• _Task to complete_
Copy out exactly the lines below that run from the one holding "inside a record." to the one holding "use serde_json::json;", keeping both of those lines and no others.

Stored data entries
-*-

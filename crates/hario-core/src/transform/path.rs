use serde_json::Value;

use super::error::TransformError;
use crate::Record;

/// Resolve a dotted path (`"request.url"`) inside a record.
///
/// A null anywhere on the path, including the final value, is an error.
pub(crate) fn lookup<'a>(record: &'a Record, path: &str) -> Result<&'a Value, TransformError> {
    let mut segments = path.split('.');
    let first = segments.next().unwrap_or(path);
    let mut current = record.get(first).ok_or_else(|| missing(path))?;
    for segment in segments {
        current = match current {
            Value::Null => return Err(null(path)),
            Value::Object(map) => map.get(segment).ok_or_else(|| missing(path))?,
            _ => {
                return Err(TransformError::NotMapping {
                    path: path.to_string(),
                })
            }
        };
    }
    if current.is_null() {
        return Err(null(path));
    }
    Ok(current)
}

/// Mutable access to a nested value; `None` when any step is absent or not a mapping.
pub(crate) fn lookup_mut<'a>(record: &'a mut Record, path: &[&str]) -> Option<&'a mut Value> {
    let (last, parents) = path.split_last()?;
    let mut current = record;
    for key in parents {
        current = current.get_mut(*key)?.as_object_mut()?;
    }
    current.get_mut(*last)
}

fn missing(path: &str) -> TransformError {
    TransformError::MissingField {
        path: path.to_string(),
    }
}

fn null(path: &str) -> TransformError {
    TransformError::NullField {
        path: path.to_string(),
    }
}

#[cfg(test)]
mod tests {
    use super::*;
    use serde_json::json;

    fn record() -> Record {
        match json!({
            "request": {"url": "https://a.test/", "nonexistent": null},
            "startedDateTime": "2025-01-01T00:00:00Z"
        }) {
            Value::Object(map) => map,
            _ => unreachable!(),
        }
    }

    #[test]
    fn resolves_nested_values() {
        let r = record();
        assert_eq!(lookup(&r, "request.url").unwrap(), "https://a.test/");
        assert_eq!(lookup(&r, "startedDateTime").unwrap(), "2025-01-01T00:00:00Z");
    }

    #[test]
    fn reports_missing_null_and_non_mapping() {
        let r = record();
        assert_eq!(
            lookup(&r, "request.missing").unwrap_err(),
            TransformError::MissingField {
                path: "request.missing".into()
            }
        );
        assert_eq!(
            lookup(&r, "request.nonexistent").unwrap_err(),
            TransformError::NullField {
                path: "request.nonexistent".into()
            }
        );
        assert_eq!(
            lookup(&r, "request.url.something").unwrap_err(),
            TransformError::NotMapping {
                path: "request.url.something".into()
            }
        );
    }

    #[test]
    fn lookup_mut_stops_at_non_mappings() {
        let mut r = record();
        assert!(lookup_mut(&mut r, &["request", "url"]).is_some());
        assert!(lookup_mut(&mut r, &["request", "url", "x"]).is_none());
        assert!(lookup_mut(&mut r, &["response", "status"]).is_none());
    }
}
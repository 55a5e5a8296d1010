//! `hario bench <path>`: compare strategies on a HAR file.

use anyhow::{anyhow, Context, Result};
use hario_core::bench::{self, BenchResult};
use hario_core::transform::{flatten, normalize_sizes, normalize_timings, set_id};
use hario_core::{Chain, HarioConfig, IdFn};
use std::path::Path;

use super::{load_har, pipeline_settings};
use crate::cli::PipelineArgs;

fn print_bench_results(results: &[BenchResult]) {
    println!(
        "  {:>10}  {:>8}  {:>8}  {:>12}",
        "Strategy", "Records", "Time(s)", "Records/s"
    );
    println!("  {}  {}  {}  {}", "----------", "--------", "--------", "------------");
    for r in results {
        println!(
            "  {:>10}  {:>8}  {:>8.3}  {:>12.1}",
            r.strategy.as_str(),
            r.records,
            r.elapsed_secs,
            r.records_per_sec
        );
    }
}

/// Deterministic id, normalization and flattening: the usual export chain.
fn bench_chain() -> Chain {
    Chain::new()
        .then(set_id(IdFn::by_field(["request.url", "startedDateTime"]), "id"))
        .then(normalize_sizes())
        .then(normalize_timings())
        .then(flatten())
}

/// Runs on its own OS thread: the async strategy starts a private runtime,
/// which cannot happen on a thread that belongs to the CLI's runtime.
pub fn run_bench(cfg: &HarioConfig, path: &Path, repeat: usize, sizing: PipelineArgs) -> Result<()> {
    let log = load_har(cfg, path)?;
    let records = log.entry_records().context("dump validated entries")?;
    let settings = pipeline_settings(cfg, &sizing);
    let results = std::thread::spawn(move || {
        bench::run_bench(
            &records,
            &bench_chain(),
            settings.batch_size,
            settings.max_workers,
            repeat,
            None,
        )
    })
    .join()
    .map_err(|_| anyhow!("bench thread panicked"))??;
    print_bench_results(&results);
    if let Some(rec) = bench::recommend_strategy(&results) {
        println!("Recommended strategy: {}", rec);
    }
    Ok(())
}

-*-

• _Finished task_
/// Resolve a dotted path (`"request.url"`) inside a record.
///
/// A null anywhere on the path, including the final value, is an error.
pub(crate) fn lookup<'a>(record: &'a Record, path: &str) -> Result<&'a Value, TransformError> {
    let mut segments = path.split('.');
    let first = segments.next().unwrap_or(path);
    let mut current = record.get(first).ok_or_else(|| missing(path))?;
    for segment in segments {
        current = match current {
            Value::Null => return Err(null(path)),
            Value::Object(map) => map.get(segment).ok_or_else(|| missing(path))?,
            _ => {
                return Err(TransformError::NotMapping {
                    path: path.to_string(),
                })
            }
        };
    }
    if current.is_null() {
        return Err(null(path));
    }
    Ok(current)
}

/// Mutable access to a nested value; `None` when any step is absent or not a mapping.
pub(crate) fn lookup_mut<'a>(record: &'a mut Record, path: &[&str]) -> Option<&'a mut Value> {
    let (last, parents) = path.split_last()?;
    let mut current = record;
    for key in parents {
        current = current.get_mut(*key)?.as_object_mut()?;
    }
    current.get_mut(*last)
}

fn missing(path: &str) -> TransformError {
    TransformError::MissingField {
        path: path.to_string(),
    }
}

fn null(path: &str) -> TransformError {
    TransformError::NullField {
        path: path.to_string(),
    }
}

#[cfg(test)]
mod tests {
    use super::*;
    use serde_json::json;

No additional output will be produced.